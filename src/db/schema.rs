//! SQL DDL for initializing the service database.
//! SQLite-first design; can be adapted for other RDBMS.

/// SQLite schema with:
/// - `users`: `username` and `email` UNIQUE, argon2 PHC string in `password_hash`
/// - `favorites`: owned by a user; coordinates stored rounded to 4 decimals, with the
///   scaled integers `lat_e4`/`lon_e4` carrying the per-user UNIQUE constraint
/// - partial unique index allowing at most one `is_default = 1` row per user
/// - `locations` / `observations`: persisted conditions, read-only from the API
/// - timestamps as RFC3339 TEXT
pub const SQLITE_INIT: &str = r#"
CREATE TABLE IF NOT EXISTS users (
    id INTEGER PRIMARY KEY AUTOINCREMENT,
    username TEXT NOT NULL UNIQUE,
    email TEXT NOT NULL UNIQUE,
    password_hash TEXT NOT NULL,
    role TEXT NOT NULL DEFAULT 'User',
    created_at TEXT NOT NULL,
    updated_at TEXT NULL
);

CREATE TABLE IF NOT EXISTS favorites (
    id INTEGER PRIMARY KEY AUTOINCREMENT,
    user_id INTEGER NOT NULL REFERENCES users(id) ON DELETE CASCADE,
    name TEXT NOT NULL,
    country_code TEXT NOT NULL,
    state TEXT NULL,
    latitude REAL NOT NULL,
    longitude REAL NOT NULL,
    lat_e4 INTEGER NOT NULL,
    lon_e4 INTEGER NOT NULL,
    is_default INTEGER NOT NULL DEFAULT 0,
    created_at TEXT NOT NULL,
    UNIQUE (user_id, lat_e4, lon_e4)
);

CREATE UNIQUE INDEX IF NOT EXISTS idx_favorites_one_default
    ON favorites(user_id) WHERE is_default = 1;

CREATE TABLE IF NOT EXISTS locations (
    id INTEGER PRIMARY KEY AUTOINCREMENT,
    name TEXT NOT NULL,
    country_code TEXT NOT NULL,
    state TEXT NULL,
    latitude REAL NOT NULL,
    longitude REAL NOT NULL,
    timezone TEXT NULL,
    provider_city_id TEXT NULL
);

CREATE TABLE IF NOT EXISTS observations (
    id INTEGER PRIMARY KEY AUTOINCREMENT,
    location_id INTEGER NOT NULL REFERENCES locations(id) ON DELETE CASCADE,
    temperature REAL NOT NULL,
    feels_like REAL NOT NULL,
    min_temperature REAL NOT NULL,
    max_temperature REAL NOT NULL,
    humidity REAL NOT NULL,
    wind_speed REAL NOT NULL,
    description TEXT NOT NULL,
    icon TEXT NOT NULL,
    observed_at TEXT NOT NULL,
    sunrise TEXT NULL,
    sunset TEXT NULL
);

CREATE INDEX IF NOT EXISTS idx_observations_location ON observations(location_id, observed_at)
"#;
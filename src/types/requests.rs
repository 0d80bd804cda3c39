use serde::{Deserialize, Serialize};

use crate::db::UserView;

#[derive(Debug, Clone, Deserialize)]
#[serde(rename_all = "camelCase")]
pub struct CreateUserRequest {
    pub username: String,
    pub email: String,
    pub password: String,
    #[serde(default)]
    pub role: Option<String>,
}

/// Partial user update; absent fields are left untouched.
#[derive(Debug, Clone, Default, Deserialize)]
#[serde(rename_all = "camelCase")]
pub struct UpdateUserRequest {
    pub username: Option<String>,
    pub email: Option<String>,
    pub password: Option<String>,
    pub role: Option<String>,
}

#[derive(Debug, Clone, Deserialize)]
#[serde(rename_all = "camelCase")]
pub struct LoginRequest {
    pub username_or_email: String,
    pub password: String,
}

#[derive(Debug, Clone, Serialize)]
#[serde(rename_all = "camelCase")]
pub struct LoginResponse {
    pub token: String,
    pub token_type: &'static str,
    pub expires_in: i64,
    pub user: UserView,
}

#[derive(Debug, Clone, Deserialize)]
#[serde(rename_all = "camelCase")]
pub struct CreateFavoriteRequest {
    pub name: String,
    pub country_code: String,
    #[serde(default)]
    pub state: Option<String>,
    pub latitude: f64,
    pub longitude: f64,
}
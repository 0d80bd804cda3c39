pub mod openweather_api;

pub use openweather_api::{OpenWeatherApi, WeatherQuery};
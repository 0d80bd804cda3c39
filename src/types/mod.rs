pub mod forecast;
pub mod geo;
pub mod openweather;
pub mod requests;

pub use forecast::{CurrentConditions, DailyForecastItem, HourlyForecastItem};
pub use geo::Coordinates;
pub use openweather::ProviderResponse;
pub use requests::{
    CreateFavoriteRequest, CreateUserRequest, LoginRequest, LoginResponse, UpdateUserRequest,
};
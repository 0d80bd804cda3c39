use chrono::{DateTime, NaiveDate, Utc};
use serde::{Deserialize, Serialize};

#[derive(Debug, Clone, PartialEq, Serialize, Deserialize)]
#[serde(rename_all = "camelCase")]
pub struct HourlyForecastItem {
    pub time: DateTime<Utc>,
    pub temperature: f64,
    pub feels_like: f64,
    pub humidity: f64,
    pub wind_speed: f64,
    #[serde(skip_serializing_if = "Option::is_none")]
    pub precipitation_probability: Option<f64>,
    pub description: String,
    pub icon: String,
    pub timezone_offset_seconds: i32,
}

#[derive(Debug, Clone, PartialEq, Serialize, Deserialize)]
#[serde(rename_all = "camelCase")]
pub struct DailyForecastItem {
    /// Calendar date at the location.
    pub date: NaiveDate,
    pub min_temperature: f64,
    pub max_temperature: f64,
    pub humidity: f64,
    pub wind_speed: f64,
    #[serde(skip_serializing_if = "Option::is_none")]
    pub precipitation_probability: Option<f64>,
    #[serde(skip_serializing_if = "Option::is_none")]
    pub sunrise: Option<DateTime<Utc>>,
    #[serde(skip_serializing_if = "Option::is_none")]
    pub sunset: Option<DateTime<Utc>>,
    pub description: String,
    pub icon: String,
    pub timezone_offset_seconds: i32,
}

#[derive(Debug, Clone, PartialEq, Serialize, Deserialize)]
#[serde(rename_all = "camelCase")]
pub struct CurrentConditions {
    pub observed_at: DateTime<Utc>,
    pub location_name: String,
    #[serde(skip_serializing_if = "Option::is_none")]
    pub country_code: Option<String>,
    pub temperature: f64,
    pub feels_like: f64,
    pub min_temperature: f64,
    pub max_temperature: f64,
    pub humidity: f64,
    pub wind_speed: f64,
    pub description: String,
    pub icon: String,
    #[serde(skip_serializing_if = "Option::is_none")]
    pub sunrise: Option<DateTime<Utc>>,
    #[serde(skip_serializing_if = "Option::is_none")]
    pub sunset: Option<DateTime<Utc>>,
    pub timezone_offset_seconds: i32,
}
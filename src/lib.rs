pub mod api;
pub mod config;
pub mod db;
pub mod error;
pub mod handlers;
pub mod middleware;
pub mod router;
pub mod service;
pub mod types;

pub use error::StratusError;
use axum::{Json, extract::State, http::StatusCode};
use axum_extra::extract::WithRejection;
use serde::Serialize;
use tracing::info;

use crate::db::UserView;
use crate::middleware::AuthUser;
use crate::types::{CreateUserRequest, LoginRequest, LoginResponse};
use crate::{StratusError, router::StratusState};

/// POST /auth/register
pub async fn register(
    State(state): State<StratusState>,
    WithRejection(Json(req), _): WithRejection<Json<CreateUserRequest>, StratusError>,
) -> Result<(StatusCode, Json<UserView>), StratusError> {
    let user = state.users.create(req).await?;
    Ok((StatusCode::CREATED, Json(user)))
}

/// POST /auth/login
pub async fn login(
    State(state): State<StratusState>,
    WithRejection(Json(req), _): WithRejection<Json<LoginRequest>, StratusError>,
) -> Result<Json<LoginResponse>, StratusError> {
    let user = state
        .users
        .validate_credentials(&req.username_or_email, &req.password)
        .await?;
    let (token, expires_in) = state.tokens.issue(&user)?;
    info!(user_id = user.id, "token issued");
    Ok(Json(LoginResponse {
        token,
        token_type: "Bearer",
        expires_in,
        user,
    }))
}

#[derive(Debug, Serialize)]
#[serde(rename_all = "camelCase")]
pub struct MeResponse {
    pub id: i64,
    pub username: String,
    pub email: String,
    pub role: String,
    pub expires_at: i64,
}

/// GET /auth/me -> identity carried by the presented token.
pub async fn me(auth: AuthUser) -> Result<Json<MeResponse>, StratusError> {
    let id = auth.user_id()?;
    let claims = auth.0;
    Ok(Json(MeResponse {
        id,
        username: claims.name,
        email: claims.email,
        role: claims.role,
        expires_at: claims.exp,
    }))
}
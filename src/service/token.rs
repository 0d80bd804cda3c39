use chrono::Utc;
use jsonwebtoken::{Algorithm, DecodingKey, EncodingKey, Header, Validation, decode, encode};
use serde::{Deserialize, Serialize};
use std::sync::Arc;
use tracing::debug;

use crate::config::JwtConfig;
use crate::db::UserView;
use crate::error::StratusError;

/// Access-token claims. `sub` carries the user id.
#[derive(Debug, Clone, PartialEq, Serialize, Deserialize)]
pub struct Claims {
    pub sub: String,
    pub name: String,
    pub email: String,
    pub role: String,
    pub iat: i64,
    pub nbf: i64,
    pub exp: i64,
    pub iss: String,
    pub aud: String,
}

impl Claims {
    pub fn user_id(&self) -> Result<i64, StratusError> {
        self.sub
            .parse()
            .map_err(|_| StratusError::Unauthorized("malformed subject".to_string()))
    }

    pub fn is_admin(&self) -> bool {
        self.role.eq_ignore_ascii_case("admin")
    }
}

/// Issues and verifies HS256 bearer tokens.
#[derive(Clone)]
pub struct TokenService {
    inner: Arc<TokenKeys>,
}

struct TokenKeys {
    encoding: EncodingKey,
    decoding: DecodingKey,
    validation: Validation,
    issuer: String,
    audience: String,
    ttl_secs: i64,
}

impl TokenService {
    pub fn new(cfg: &JwtConfig) -> Self {
        let mut validation = Validation::new(Algorithm::HS256);
        validation.set_issuer(&[cfg.issuer.as_str()]);
        validation.set_audience(&[cfg.audience.as_str()]);
        validation.validate_nbf = true;

        Self {
            inner: Arc::new(TokenKeys {
                encoding: EncodingKey::from_secret(cfg.secret.as_bytes()),
                decoding: DecodingKey::from_secret(cfg.secret.as_bytes()),
                validation,
                issuer: cfg.issuer.clone(),
                audience: cfg.audience.clone(),
                ttl_secs: cfg.expires_in_secs(),
            }),
        }
    }

    /// Sign a token for `user`; returns the token and its lifetime in seconds.
    pub fn issue(&self, user: &UserView) -> Result<(String, i64), StratusError> {
        let now = Utc::now().timestamp();
        let keys = &self.inner;
        let claims = Claims {
            sub: user.id.to_string(),
            name: user.username.clone(),
            email: user.email.clone(),
            role: user.role.clone(),
            iat: now,
            nbf: now,
            exp: now + keys.ttl_secs,
            iss: keys.issuer.clone(),
            aud: keys.audience.clone(),
        };
        let token = encode(&Header::new(Algorithm::HS256), &claims, &keys.encoding)?;
        Ok((token, keys.ttl_secs))
    }

    pub fn verify(&self, token: &str) -> Result<Claims, StratusError> {
        decode::<Claims>(token, &self.inner.decoding, &self.inner.validation)
            .map(|data| data.claims)
            .map_err(|e| {
                debug!(error = %e, "rejected bearer token");
                StratusError::Unauthorized("invalid or expired token".to_string())
            })
    }
}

• • •

-- TASK BRIEF --
Reproduce verbatim the range of lines that opens the records and closes with the line containing "row per user". Omit everything after it.

-- FINISHED TASK --
filename src/db/schema.rs
//! SQL DDL for initializing the service database.
//! SQLite-first design; can be adapted for other RDBMS.

/// SQLite schema with:
/// - `users`: `username` and `email` UNIQUE, argon2 PHC string in `password_hash`
/// - `favorites`: owned by a user; coordinates stored rounded to 4 decimals, with the
///   scaled integers `lat_e4`/`lon_e4` carrying the per-user UNIQUE constraint
/// - partial unique index allowing at most one `is_default = 1` row per user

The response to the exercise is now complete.